Il n’en est plus de même, par contre, dans le quatrième procédé, et dès lors c’est à la défense qu’il appartient de provoquer la solution en passant elle-même en temps opportun à l’action directe. Deux cas peuvent alors se présenter, selon que, dans sa marche en avant, l’attaque rencontre ou ne rencontre pas de forteresses qu’elle soit obligée d’assiéger.

Dans le premier cas l’instant du passage à l’action directe est marqué, pour le défenseur, par la nécessité de secourir ses places fortes avant qu’elles ne succombent sous les efforts de l’ennemi ; dans le second, la résistance passive peut et doit être de plus longue durée. Aussi longtemps, en effet, que les forces de la défense s’accroissent tandis que celles de l’attaque s’affaiblissent, l’absence d’action décisive est dans l’intérêt de la première ; mais, dès que cette augmentation de puissance a atteint son maximum, la défense doit considérer les avantages de l’expectative comme entièrement épuisés, et dès lors le besoin et par conséquent la recherche d’une solution s’imposent à elle. Le moment psychologique de cette transformation de l’acte défensif ne peut être prévu que d’une façon très générale, car une quantité de particularités et de rapports différents concourent à le fixer ; cependant d’habitude l’hiver amène une transition toute naturelle, et il est à remarquer que lorsque la défense ne peut empêcher l’ennemi d’hiverner sur la portion de territoire qu’elle lui a cédée en se retirant, cette portion de territoire est généralement perdue pour elle. Toutefois l’exemple de Torres-Vedras prouve que la règle présente des exceptions.
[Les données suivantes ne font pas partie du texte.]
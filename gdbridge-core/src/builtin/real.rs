/*
 * Copyright (c) godot-rust; Bromeon and contributors.
 * This Source Code Form is subject to the terms of the Mozilla Public
 * License, v. 2.0. If a copy of the MPL was not distributed with this
 * file, You can obtain one at https://mozilla.org/MPL/2.0/.
 */

#[cfg(not(feature = "double-precision"))]
mod real_mod {
    /// Floating point type used for many structs and functions in the engine.
    ///
    /// This type is `f32` by default, and `f64` when the Cargo feature `double-precision` is enabled.
    ///
    /// This is not the `float` type in GDScript; that type is always 64-bits. Rather, many structs in the engine
    /// such as `Vector2` use `real` for their components.
    #[allow(non_camel_case_types)]
    pub type real = f32;

    pub type RVec2 = glam::Vec2;
    pub type RVec3 = glam::Vec3;
}

#[cfg(feature = "double-precision")]
mod real_mod {
    /// Floating point type used for many structs and functions in the engine.
    ///
    /// This type is `f32` by default, and `f64` when the Cargo feature `double-precision` is enabled.
    #[allow(non_camel_case_types)]
    pub type real = f64;

    pub type RVec2 = glam::DVec2;
    pub type RVec3 = glam::DVec3;
}

pub use real_mod::real;
pub(crate) use real_mod::{RVec2, RVec3};
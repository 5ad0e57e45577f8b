/*
 * Copyright (c) godot-rust; Bromeon and contributors.
 * This Source Code Form is subject to the terms of the Mozilla Public
 * License, v. 2.0. If a copy of the MPL was not distributed with this
 * file, You can obtain one at https://mozilla.org/MPL/2.0/.
 */

use std::fmt;

use glam::Vec4;

use crate::sys;

/// Color built-in type, in floating-point RGBA format.
///
/// Channel values are _typically_ in the range of 0 to 1, but this is not a requirement, and
/// values outside this range are explicitly allowed for e.g. High Dynamic Range (HDR).
///
/// Unlike vectors, color channels are always `f32`, also with the `double-precision` feature.
#[repr(C)]
#[derive(Copy, Clone, PartialEq, PartialOrd, Debug, Default)]
#[cfg_attr(feature = "serde", derive(serde::Serialize, serde::Deserialize))]
pub struct Color {
    /// The color's red component.
    pub r: f32,

    /// The color's green component.
    pub g: f32,

    /// The color's blue component.
    pub b: f32,

    /// The color's alpha component. A value of 0 means that the color is fully transparent. A
    /// value of 1 means that the color is fully opaque.
    pub a: f32,
}

impl Color {
    pub const TRANSPARENT_BLACK: Color = Color::from_rgba(0.0, 0.0, 0.0, 0.0);
    pub const BLACK: Color = Color::from_rgb(0.0, 0.0, 0.0);
    pub const WHITE: Color = Color::from_rgb(1.0, 1.0, 1.0);

    /// Constructs a new `Color` with the given components.
    pub const fn from_rgba(r: f32, g: f32, b: f32, a: f32) -> Self {
        Self { r, g, b, a }
    }

    /// Constructs a new `Color` with the given color components, and the alpha channel set to 1.
    pub const fn from_rgb(r: f32, g: f32, b: f32) -> Self {
        Self::from_rgba(r, g, b, 1.0)
    }

    /// Constructs a new `Color` with the given components as bytes. 0 is mapped to 0.0, 255 is
    /// mapped to 1.0.
    ///
    /// _Godot equivalent: the global `Color8` function_
    pub fn from_rgba8(r: u8, g: u8, b: u8, a: u8) -> Self {
        Self::from_rgba(from_u8(r), from_u8(g), from_u8(b), from_u8(a))
    }

    /// Returns the color with its alpha channel replaced.
    pub const fn with_alpha(self, a: f32) -> Self {
        Self { a, ..self }
    }

    /// Returns the light intensity of the color, as a value between 0.0 and 1.0 (inclusive).
    ///
    /// Uses the Rec. 709 luma coefficients; the color should be in linear color space.
    pub fn luminance(self) -> f32 {
        0.2126 * self.r + 0.7152 * self.g + 0.0722 * self.b
    }

    /// Linearly interpolates all four channels.
    pub fn lerp(self, to: Self, weight: f64) -> Self {
        Self::from_glam(self.to_glam().lerp(to.to_glam(), weight as f32))
    }

    /// Packs the color into 32 bits, 8 bits per channel in RGBA order.
    pub fn to_rgba32(self) -> u32 {
        [self.r, self.g, self.b, self.a]
            .into_iter()
            .fold(0, |acc, channel| (acc << 8) | u32::from(to_u8(channel)))
    }

    fn from_glam(v: Vec4) -> Self {
        Self::from_rgba(v.x, v.y, v.z, v.w)
    }

    fn to_glam(self) -> Vec4 {
        Vec4::new(self.r, self.g, self.b, self.a)
    }
}

/// Formats the color like the engine: `(r, g, b, a)`.
impl fmt::Display for Color {
    fn fmt(&self, f: &mut fmt::Formatter<'_>) -> fmt::Result {
        write!(f, "({}, {}, {}, {})", self.r, self.g, self.b, self.a)
    }
}

// SAFETY: `#[repr(C)]` with four `f32` channels, exactly the engine's layout.
unsafe impl sys::GodotFfi for Color {
    fn variant_type() -> sys::VariantType {
        sys::VariantType::Color
    }

    sys::ffi_methods! { type sys::GDExtensionTypePtr = *mut Self; .. }
}

impl_builtin_convert!(Color => "Color");

fn from_u8(byte: u8) -> f32 {
    f32::from(byte) / 255.0
}

fn to_u8(channel: f32) -> u8 {
    // `as` saturates, out-of-range HDR channels clamp to 0 and 255.
    (channel * 255.0).round() as u8
}

#[cfg(test)]
mod tests {
    use super::*;

    #[test]
    fn byte_conversions() {
        let color = Color::from_rgba8(255, 0, 51, 255);

        assert_eq!(color, Color::from_rgba(1.0, 0.0, 0.2, 1.0));
        assert_eq!(color.to_rgba32(), 0xff0033ff);
        assert_eq!(Color::from_rgb(2.0, -1.0, 0.0).to_rgba32(), 0xff0000ff);
    }

    #[test]
    fn lerp_halfway() {
        let mid = Color::BLACK.lerp(Color::WHITE, 0.5);

        assert_eq!(mid, Color::from_rgb(0.5, 0.5, 0.5));
        assert_eq!(Color::WHITE.with_alpha(0.0).a, 0.0);
    }
}
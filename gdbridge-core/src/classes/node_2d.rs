/*
 * Copyright (c) godot-rust; Bromeon and contributors.
 * This Source Code Form is subject to the terms of the Mozilla Public
 * License, v. 2.0. If a copy of the MPL was not distributed with this
 * file, You can obtain one at https://mozilla.org/MPL/2.0/.
 */

use sys::{MethodSpec, ParamMeta, ReturnMeta, VariantType};

use crate::builtin::{real, Vector2};
use crate::classes::{Node, Object, REAL_METADATA};
use crate::meta::class_ptrcall;
use crate::obj::bounds::MemManual;
use crate::obj::{Gd, Inherits};
use crate::sys;

engine_class!(
    /// 2D game object, with a position and rotation relative to its parent.
    Node2D: Node,
    memory = MemManual,
    inherits = [Node, Object],
    virtuals = &[],
);

pub trait Node2DApi {
    fn set_position(&mut self, position: Vector2);
    fn get_position(&self) -> Vector2;

    /// Rotation in radians.
    fn set_rotation(&mut self, radians: real);
    fn get_rotation(&self) -> real;

    /// Adds `radians` to the current rotation.
    fn rotate(&mut self, radians: real);
}

impl<T: Inherits<Node2D>> Node2DApi for Gd<T> {
    fn set_position(&mut self, position: Vector2) {
        // SAFETY: `obj_sys()` checks that the object is alive; `T` inherits the method's class.
        unsafe { class_ptrcall("Node2D", "set_position", self.obj_sys(), (position,)) }
    }

    fn get_position(&self) -> Vector2 {
        unsafe { class_ptrcall("Node2D", "get_position", self.obj_sys(), ()) }
    }

    fn set_rotation(&mut self, radians: real) {
        unsafe { class_ptrcall("Node2D", "set_rotation", self.obj_sys(), (radians,)) }
    }

    fn get_rotation(&self) -> real {
        unsafe { class_ptrcall("Node2D", "get_rotation", self.obj_sys(), ()) }
    }

    fn rotate(&mut self, radians: real) {
        unsafe { class_ptrcall("Node2D", "rotate", self.obj_sys(), (radians,)) }
    }
}

// ----------------------------------------------------------------------------------------------------------------------------------------------

pub(crate) static NODE_2D_METHODS: &[MethodSpec] = &[
    MethodSpec::class(
        "Node2D",
        "set_position",
        743155724,
        &[ParamMeta::value("position", VariantType::Vector2)],
        ReturnMeta::VOID,
    ),
    MethodSpec::class("Node2D", "get_position", 3341600327, &[], ReturnMeta::value(VariantType::Vector2)),
    MethodSpec::class(
        "Node2D",
        "set_rotation",
        373806689,
        &[ParamMeta::value("radians", VariantType::Float).with_metadata(REAL_METADATA)],
        ReturnMeta::VOID,
    ),
    MethodSpec::class(
        "Node2D",
        "get_rotation",
        1740695150,
        &[],
        ReturnMeta::value(VariantType::Float).with_metadata(REAL_METADATA),
    ),
    MethodSpec::class(
        "Node2D",
        "rotate",
        373806689,
        &[ParamMeta::value("radians", VariantType::Float).with_metadata(REAL_METADATA)],
        ReturnMeta::VOID,
    ),
];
Recherchons maintenant comment la solution peut se produire. L’esprit est tout d’abord porté à se la représenter sous la forme d’une bataille générale, mais à la vérité cela n’est pas indispensable, et elle peut aussi être le résultat de la combinaison d’une série de combats isolés, soit que ceux-ci se résolvent réellement par les armes à l’avantage de la défense, soit même que l’excellence des mesures stratégiques qui les rendent possibles inspire de si grandes craintes à l’attaque sur leur issue tactique probable, que, loin de les accepter, elle se retire d’elle-même et renonce ainsi à l’exécution de ses projets.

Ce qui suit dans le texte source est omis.